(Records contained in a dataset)

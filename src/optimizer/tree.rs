//! Folding over the syntax tree, before lowering.
//!
//! Constant subexpressions are evaluated, and `if`/`while` statements with a
//! constant condition are replaced by the branch that would run.

use crate::{
    ast::{BinaryOperator, Block, Expr, Function, Item, Number, Program, Stmt, UnaryOperator},
    optimizer::fold::evaluate,
};

/// Returns a folded copy of the program.
pub fn fold_program(program: &Program) -> Program {
    let items = program
        .items
        .iter()
        .flat_map(|item| match item {
            Item::Function(function) => vec![Item::Function(fold_function(function))],
            Item::Statement(stmt) => fold_stmt(stmt).into_iter().map(Item::Statement).collect(),
        })
        .collect();
    Program { items }
}

fn fold_function(function: &Function) -> Function {
    Function {
        body: fold_block(&function.body),
        ..function.clone()
    }
}

fn fold_block(block: &Block) -> Block {
    Block {
        stmts: block.stmts.iter().flat_map(fold_stmt).collect(),
    }
}

/// Folds a statement into zero or more statements. A branch that is taken
/// unconditionally stays wrapped in a block, so its declarations remain
/// scoped.
fn fold_stmt(stmt: &Stmt) -> Vec<Stmt> {
    let folded = match stmt {
        Stmt::Declaration {
            ty,
            name,
            initializer,
        } => Stmt::Declaration {
            ty: *ty,
            name: name.clone(),
            initializer: initializer.as_ref().map(fold_expr),
        },
        Stmt::Assignment { target, value } => Stmt::Assignment {
            target: target.clone(),
            value: fold_expr(value),
        },
        Stmt::If {
            condition,
            then_block,
            else_block,
        } => {
            let condition = fold_expr(condition);
            match condition.as_number().map(Number::is_truthy) {
                Some(true) => Stmt::Block(fold_block(then_block)),
                Some(false) => match else_block {
                    Some(else_block) => Stmt::Block(fold_block(else_block)),
                    None => return Vec::new(),
                },
                None => Stmt::If {
                    condition,
                    then_block: fold_block(then_block),
                    else_block: else_block.as_ref().map(fold_block),
                },
            }
        }
        Stmt::While { condition, body } => {
            let condition = fold_expr(condition);
            if condition.as_number().is_some_and(|n| !n.is_truthy()) {
                return Vec::new();
            }
            Stmt::While {
                condition,
                body: fold_block(body),
            }
        }
        Stmt::For {
            init,
            condition,
            update,
            body,
        } => Stmt::For {
            init: init.as_deref().map(fold_single).map(Box::new),
            condition: condition.as_ref().map(fold_expr),
            update: update.as_deref().map(fold_single).map(Box::new),
            body: fold_block(body),
        },
        Stmt::Return(value) => Stmt::Return(value.as_ref().map(fold_expr)),
        Stmt::Expr(expr) => Stmt::Expr(fold_expr(expr)),
        Stmt::Block(block) => Stmt::Block(fold_block(block)),
    };
    vec![folded]
}

/// Folds the expressions of a `for` clause, which is never a control
/// statement.
fn fold_single(stmt: &Stmt) -> Stmt {
    match stmt {
        Stmt::Declaration { .. } | Stmt::Assignment { .. } | Stmt::Expr(_) => {
            fold_stmt(stmt).swap_remove(0)
        }
        _ => stmt.clone(),
    }
}

pub fn fold_expr(expr: &Expr) -> Expr {
    match expr {
        Expr::Binary { op, lhs, rhs } => {
            let lhs = fold_expr(lhs);
            let rhs = fold_expr(rhs);
            match (lhs.as_number(), rhs.as_number()) {
                (Some(l), Some(r)) => match evaluate(*op, l, r) {
                    Some(value) => Expr::Number(value),
                    None => Expr::binary(*op, lhs, rhs),
                },
                _ => Expr::binary(*op, lhs, rhs),
            }
        }
        Expr::Unary {
            op: op @ (UnaryOperator::Negate | UnaryOperator::Not),
            operand,
            postfix,
        } => {
            let operand = fold_expr(operand);
            let value = operand.as_number().and_then(|n| match op {
                UnaryOperator::Negate => evaluate(BinaryOperator::Sub, Number::Int(0), n),
                _ => evaluate(BinaryOperator::Eq, n, Number::Int(0)),
            });
            match value {
                Some(value) => Expr::Number(value),
                None => Expr::Unary {
                    op: *op,
                    operand: Box::new(operand),
                    postfix: *postfix,
                },
            }
        }
        Expr::Call { name, args } => Expr::Call {
            name: name.clone(),
            args: args.iter().map(fold_expr).collect(),
        },
        // `++`/`--` write their operand.
        Expr::Unary { .. } | Expr::Number(_) | Expr::Variable(_) | Expr::String(_) => {
            expr.clone()
        }
    }
}
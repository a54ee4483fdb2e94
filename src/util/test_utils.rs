use crate::{ir, lexer, parser, tac, util::tree};

/// Each variant contains the input.
pub enum Test {
    Parser(&'static str),
    Tac(&'static str),
}

pub enum Assertion {
    TreeOk(&'static str),
    TacOk(&'static str),
    ExpectedError(&'static str),
}

/// Runs the pipeline up to the tested stage, returning its formatted output
/// or the formatted error of the first stage that failed.
#[track_caller]
pub fn run_pipeline(test: Test) -> Result<String, String> {
    let (Test::Parser(input) | Test::Tac(input)) = test;
    let tokens = lexer::tokenize(input).map_err(|e| e.to_string())?;
    let program = parser::parse(&tokens).map_err(|e| e.to_string())?;

    match test {
        Test::Parser(_) => Ok(tree::print_program_string(&program)),
        Test::Tac(_) => Ok(ir::listing(&tac::generate(&program)).join("\n")),
    }
}

#[track_caller]
pub fn run_assertion(assertion: Assertion, actual: &Result<String, String>) {
    match (assertion, actual) {
        (Assertion::TreeOk(expected) | Assertion::TacOk(expected), Ok(actual)) => {
            ::pretty_assertions::assert_eq!(actual.trim(), expected.trim());
        }
        (Assertion::ExpectedError(expected), Err(actual)) => {
            ::pretty_assertions::assert_eq!(actual, expected);
        }
        (Assertion::TreeOk(_) | Assertion::TacOk(_), Err(error)) => {
            panic!("expected success, got error: {error}");
        }
        (Assertion::ExpectedError(expected), Ok(output)) => {
            panic!("expected error `{expected}`, got output:\n{output}");
        }
    }
}

macro_rules! tree_tests {
    (
        use $test_kind:ident;

        $(
            fn $test_name:ident() {
                let program = $source:expr;
                $($assertions_tt:tt)*
            }
        )*
    ) => {
        $(
            #[test]
            fn $test_name() {
                let test: crate::util::test_utils::Test =
                    tree_tests!(@@get_test($test_kind), $source);
                let actual = crate::util::test_utils::run_pipeline(test);
                tree_tests!(@@expand_assertions, &actual, [$($assertions_tt)*]);
            }
        )*
    };

    (@@expand_assertions, $actual:expr, []) => {};
    (@@expand_assertions, $actual:expr, [
        let $assertion:ident = $assertion_expected:expr;
        $($rest_assertions_tt:tt)*
    ]) => {
        crate::util::test_utils::run_assertion(
            tree_tests!(@@assertion, $assertion, $assertion_expected),
            $actual,
        );
        tree_tests!(@@expand_assertions, $actual, [$($rest_assertions_tt)*]);
    };

    (@@assertion, tree_ok, $expected:expr) => {
        crate::util::test_utils::Assertion::TreeOk(::indoc::indoc! { $expected })
    };
    (@@assertion, tac_ok, $expected:expr) => {
        crate::util::test_utils::Assertion::TacOk(::indoc::indoc! { $expected })
    };
    (@@assertion, expected_error, $expected:expr) => {
        crate::util::test_utils::Assertion::ExpectedError($expected)
    };

    (@@get_test(parser), $source:expr) => {
        crate::util::test_utils::Test::Parser($source)
    };
    (@@get_test(tac), $source:expr) => {
        crate::util::test_utils::Test::Tac($source)
    };
}
pub(crate) use tree_tests;
#[cfg(test)]
mod tests {
    use super::*;
    use pretty_assertions::assert_eq;

    fn kinds_and_texts(src: &str) -> Vec<(TokenKind, String)> {
        tokenize(src)
            .expect("failed to lex")
            .into_iter()
            .map(|t| (t.kind, t.text.to_string()))
            .collect()
    }

    #[test]
    fn test_declaration_tokens() {
        use TokenKind::*;
        assert_eq!(
            kinds_and_texts("int x = 5 ;"),
            [
                (Keyword, "int".to_string()),
                (Identifier, "x".to_string()),
                (AssignmentOperator, "=".to_string()),
                (IntegerLiteral, "5".to_string()),
                (Punctuation, ";".to_string()),
                (Eof, String::new()),
            ]
        );
    }

    #[test]
    fn tests_with_text() {
        use TokenKind::*;
        let cases = cases!(match .. {
            "integer int_ intx int" => [
                (Identifier, "integer"),
                (Identifier, "int_"),
                (Identifier, "intx"),
                (Keyword, "int"),
            ],
            "0x1F 0b101 017 0 3.25 42 08" => [
                (HexLiteral, "0x1F"),
                (BinaryLiteral, "0b101"),
                (OctalLiteral, "017"),
                (IntegerLiteral, "0"),
                (FloatLiteral, "3.25"),
                (IntegerLiteral, "42"),
                (IntegerLiteral, "08"),
            ],
            "a++ --b c+=1" => [
                (Identifier, "a"),
                (Increment, "++"),
                (Decrement, "--"),
                (Identifier, "b"),
                (Identifier, "c"),
                (AssignmentOperator, "+="),
                (IntegerLiteral, "1"),
            ],
            "<= < == = != ! && ||" => [
                (ComparisonOperator, "<="),
                (ComparisonOperator, "<"),
                (ComparisonOperator, "=="),
                (AssignmentOperator, "="),
                (ComparisonOperator, "!="),
                (LogicalOperator, "!"),
                (LogicalOperator, "&&"),
                (LogicalOperator, "||"),
            ],
            "a/b // comment\n/* block\n comment */ %" => [
                (Identifier, "a"),
                (ArithmeticOperator, "/"),
                (Identifier, "b"),
                (ArithmeticOperator, "%"),
            ],
            r#""hi \"there\"" 'a' '\n'"# => [
                (StringLiteral, r#""hi \"there\"""#),
                (CharLiteral, "'a'"),
                (CharLiteral, r"'\n'"),
            ],
            "f(a, b) { }" => [
                (Identifier, "f"),
                (Punctuation, "("),
                (Identifier, "a"),
                (Punctuation, ","),
                (Identifier, "b"),
                (Punctuation, ")"),
                (Punctuation, "{"),
                (Punctuation, "}"),
            ],
        });

        for (input, expected) in cases {
            let mut lexed = kinds_and_texts(input);
            assert_eq!(lexed.pop(), Some((Eof, String::new())));
            let expected: Vec<_> = expected
                .iter()
                .map(|(kind, text)| (*kind, (*text).to_string()))
                .collect();
            assert_eq!(lexed, expected, "input: {input:?}");
        }
    }

    #[test]
    fn test_positions() {
        let tokens = tokenize("int x\n  = 5;").unwrap();
        let positions: Vec<_> = tokens.iter().map(|t| (t.line, t.column)).collect();
        assert_eq!(positions, [(1, 1), (1, 5), (2, 3), (2, 5), (2, 6), (2, 7)]);
    }

    #[test]
    fn test_positions_after_multiline_comment() {
        let tokens = tokenize("/* a\nb */x").unwrap();
        assert_eq!(&*tokens[0].text, "x");
        assert_eq!(tokens[0].pos(), Position { line: 2, column: 5 });
        assert_eq!(tokens[0].span(), Span::new_of_bounds(9..10));
    }

    #[test]
    fn test_unexpected_character() {
        assert_eq!(
            tokenize("int $x"),
            Err(Error {
                position: 4,
                line: 1,
                column: 5,
                character: '$',
            })
        );
    }

    #[test]
    fn test_unclosed_string() {
        let error = tokenize("x = \"abc").unwrap_err();
        assert_eq!(error.character, '"');
        assert_eq!(error.pos(), Position { line: 1, column: 5 });
    }

    #[test]
    fn test_extract_numbers() {
        use crate::ast::Number;
        let tokens = tokenize("0x1F 0b101 017 12 2.5 '\\n'").unwrap();
        let numbers: Vec<_> = tokens[..5].iter().map(extract::number).collect();
        assert_eq!(
            numbers,
            [
                Some(Number::Int(31)),
                Some(Number::Int(5)),
                Some(Number::Int(15)),
                Some(Number::Int(12)),
                Some(Number::Float(2.5)),
            ]
        );
        assert_eq!(extract::char(&tokens[5]), Some(10));
    }

    macro_rules! cases {
        (match .. {
            $($str:expr => [$(($kind:expr, $text:expr)),* $(,)?]),* $(,)?
        }) => {{
            &[$((
                $str,
                vec![$(($kind, $text)),*],
            )),*]
        }};
    }
    use cases;
}
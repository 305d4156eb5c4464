//! Per-subscriber CDR listing and CSV report export
//!
//! Reports are written as `<reports_dir>/<msisdn>_<uuid>.csv`, one row per
//! call and no header row:
//!
//! ```text
//! callType,msisdn,otherMsisdn,callStartTime,callEndTime
//! 01,79991112233,79992221122,2025-02-10T12:00:00,2025-02-10T12:02:05
//! ```

use chrono::{DateTime, Duration, Utc};
use roaming_core::{
    models::Cdr,
    time::{format_timestamp, parse_timestamp, TimeWindow},
    traits::CdrRepository,
    AppError, AppResult,
};
use serde::Serialize;
use std::path::PathBuf;
use std::sync::Arc;
use tracing::{error, info, instrument};
use uuid::Uuid;

/// A written CSV report
#[derive(Debug, Clone, Serialize)]
pub struct CdrReport {
    pub id: Uuid,
    pub msisdn: String,
    pub path: PathBuf,
    pub records: usize,
}

/// Parse an inclusive `yyyy-MM-dd'T'HH:mm:ss` range into a half-open window
///
/// Timestamps have whole-second precision, so the window ends one second
/// after `end`.
pub fn parse_range(start: &str, end: &str) -> AppResult<TimeWindow> {
    let start = parse_timestamp(start)?;
    let end = parse_timestamp(end)?;

    if start > end {
        return Err(AppError::Validation(format!(
            "startDate {} is after endDate {}",
            format_timestamp(&start),
            format_timestamp(&end)
        )));
    }

    let end = end
        .checked_add_signed(Duration::seconds(1))
        .ok_or_else(|| {
            AppError::Validation(format!(
                "endDate {} is out of range",
                format_timestamp(&end)
            ))
        })?;

    Ok(TimeWindow::new(start, end))
}

/// Subscriber numbers name report files, so only digits are accepted
fn ensure_msisdn(msisdn: &str) -> AppResult<()> {
    if msisdn.is_empty() || !msisdn.bytes().all(|b| b.is_ascii_digit()) {
        return Err(AppError::Validation(format!(
            "Invalid msisdn '{}'. Only digits are allowed",
            msisdn
        )));
    }
    Ok(())
}

/// CDR lookups and CSV export for one subscriber
pub struct CdrReportService<C: CdrRepository + ?Sized> {
    cdrs: Arc<C>,
    reports_dir: PathBuf,
}

impl<C: CdrRepository + ?Sized> CdrReportService<C> {
    pub fn new(cdrs: Arc<C>, reports_dir: impl Into<PathBuf>) -> Self {
        Self {
            cdrs,
            reports_dir: reports_dir.into(),
        }
    }

    /// Calls the subscriber took part in, started in `[start, end)`
    #[instrument(skip(self))]
    pub async fn find_for_subscriber(
        &self,
        msisdn: &str,
        start: DateTime<Utc>,
        end: DateTime<Utc>,
    ) -> AppResult<Vec<Cdr>> {
        self.cdrs
            .find_by_participant_and_time_range(msisdn, start, end)
            .await
    }

    /// Write the subscriber's calls between `start` and `end` to a new CSV file
    ///
    /// Both bounds are inclusive `yyyy-MM-dd'T'HH:mm:ss` timestamps. A period
    /// without calls still produces an empty file.
    #[instrument(skip(self))]
    pub async fn generate_report(&self, msisdn: &str, start: &str, end: &str) -> AppResult<CdrReport> {
        ensure_msisdn(msisdn)?;
        let window = parse_range(start, end)?;
        let records = self.find_for_subscriber(msisdn, window.start, window.end).await?;

        let content = render_csv(&records)?;

        let id = Uuid::new_v4();
        let path = self.reports_dir.join(format!("{}_{}.csv", msisdn, id));

        tokio::fs::create_dir_all(&self.reports_dir).await.map_err(|e| {
            error!("Failed to create reports directory {:?}: {}", self.reports_dir, e);
            AppError::Internal(format!("Failed to create reports directory: {}", e))
        })?;
        tokio::fs::write(&path, content).await.map_err(|e| {
            error!("Failed to write report {:?}: {}", path, e);
            AppError::Internal(format!("Failed to write report: {}", e))
        })?;

        info!("Report {} written with {} CDRs to {:?}", id, records.len(), path);

        Ok(CdrReport {
            id,
            msisdn: msisdn.to_string(),
            path,
            records: records.len(),
        })
    }
}

fn render_csv(records: &[Cdr]) -> AppResult<Vec<u8>> {
    let mut writer = csv::WriterBuilder::new()
        .has_headers(false)
        .from_writer(Vec::new());

    for cdr in records {
        let start = format_timestamp(&cdr.start_time);
        let end = format_timestamp(&cdr.end_time);
        writer
            .write_record([
                cdr.direction.code(),
                cdr.caller_number.as_str(),
                cdr.callee_number.as_str(),
                start.as_str(),
                end.as_str(),
            ])
            .map_err(|e| AppError::Serialization(format!("Failed to encode CSV row: {}", e)))?;
    }

    writer
        .into_inner()
        .map_err(|e| AppError::Serialization(format!("Failed to finish CSV report: {}", e)))
}

#[cfg(test)]
mod tests {
    use super::*;
    use chrono::TimeZone;
    use roaming_core::models::CallDirection;
    use roaming_db::InMemoryCdrRepository;

    async fn service(dir: &std::path::Path) -> CdrReportService<InMemoryCdrRepository> {
        let store = Arc::new(InMemoryCdrRepository::new());
        let start = Utc.with_ymd_and_hms(2025, 2, 10, 12, 0, 0).unwrap();
        store
            .append_batch(&[
                Cdr::new(
                    CallDirection::Outgoing,
                    "79991112233",
                    "79992221122",
                    start,
                    start + Duration::seconds(125),
                ),
                Cdr::new(
                    CallDirection::Incoming,
                    "79993332211",
                    "79991112233",
                    start + Duration::hours(2),
                    start + Duration::hours(2) + Duration::seconds(30),
                ),
                Cdr::new(
                    CallDirection::Outgoing,
                    "79993332211",
                    "79994443322",
                    start,
                    start + Duration::seconds(10),
                ),
            ])
            .await
            .unwrap();
        CdrReportService::new(store, dir)
    }

    #[test]
    fn test_parse_range_end_is_inclusive() {
        let window = parse_range("2025-02-01T00:00:00", "2025-02-28T23:59:59").unwrap();
        assert_eq!(window.start, Utc.with_ymd_and_hms(2025, 2, 1, 0, 0, 0).unwrap());
        assert_eq!(window.end, Utc.with_ymd_and_hms(2025, 3, 1, 0, 0, 0).unwrap());
    }

    #[test]
    fn test_parse_range_rejects_bad_input() {
        assert!(matches!(
            parse_range("2025-02-01", "2025-02-28T23:59:59"),
            Err(AppError::Validation(_))
        ));
        assert!(matches!(
            parse_range("2025-03-01T00:00:00", "2025-02-01T00:00:00"),
            Err(AppError::Validation(_))
        ));
    }

    #[test]
    fn test_parse_range_rejects_extended_years() {
        assert!(matches!(
            parse_range("+262142-12-31T23:59:59", "+262142-12-31T23:59:59"),
            Err(AppError::Validation(_))
        ));

        let window = parse_range("9999-12-31T00:00:00", "9999-12-31T23:59:59").unwrap();
        assert_eq!(window.end, Utc.with_ymd_and_hms(10_000, 1, 1, 0, 0, 0).unwrap());
    }

    #[tokio::test]
    async fn test_report_rejects_path_in_msisdn() {
        let dir = tempfile::tempdir().unwrap();
        let reports_dir = dir.path().join("reports");
        let service = service(&reports_dir).await;

        for msisdn in ["../x", "../../etc/escaped", "7999/1", ""] {
            let err = service
                .generate_report(msisdn, "2025-02-01T00:00:00", "2025-02-28T23:59:59")
                .await
                .unwrap_err();
            assert!(matches!(err, AppError::Validation(_)), "accepted {:?}", msisdn);
        }

        assert!(!reports_dir.exists());
        assert_eq!(std::fs::read_dir(dir.path()).unwrap().count(), 0);
    }

    #[tokio::test]
    async fn test_report_rows() {
        let dir = tempfile::tempdir().unwrap();
        let service = service(dir.path()).await;

        let report = service
            .generate_report("79991112233", "2025-02-01T00:00:00", "2025-02-28T23:59:59")
            .await
            .unwrap();

        assert_eq!(report.records, 2);
        let file_name = report.path.file_name().unwrap().to_string_lossy().to_string();
        assert_eq!(file_name, format!("79991112233_{}.csv", report.id));

        let content = std::fs::read_to_string(&report.path).unwrap();
        let lines: Vec<&str> = content.lines().collect();
        assert_eq!(
            lines,
            vec![
                "01,79991112233,79992221122,2025-02-10T12:00:00,2025-02-10T12:02:05",
                "02,79993332211,79991112233,2025-02-10T14:00:00,2025-02-10T14:00:30",
            ]
        );
    }

    #[tokio::test]
    async fn test_empty_period_writes_empty_file() {
        let dir = tempfile::tempdir().unwrap();
        let reports_dir = dir.path().join("nested");
        let service = service(&reports_dir).await;

        let report = service
            .generate_report("79991112233", "2024-01-01T00:00:00", "2024-01-31T23:59:59")
            .await
            .unwrap();

        assert_eq!(report.records, 0);
        assert_eq!(std::fs::read_to_string(&report.path).unwrap(), "");
    }

    #[tokio::test]
    async fn test_find_for_subscriber() {
        let dir = tempfile::tempdir().unwrap();
        let service = service(dir.path()).await;
        let start = Utc.with_ymd_and_hms(2025, 2, 10, 0, 0, 0).unwrap();

        let found = service
            .find_for_subscriber("79993332211", start, start + Duration::days(1))
            .await
            .unwrap();
        assert_eq!(found.len(), 2);
    }
}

What the task requires >>
List every line in the records above that contains the word "operand".

Task result >>
            operand,
            let operand = fold_expr(operand);
            let value = operand.as_number().and_then(|n| match op {
                    operand: Box::new(operand),
        // `++`/`--` write their operand.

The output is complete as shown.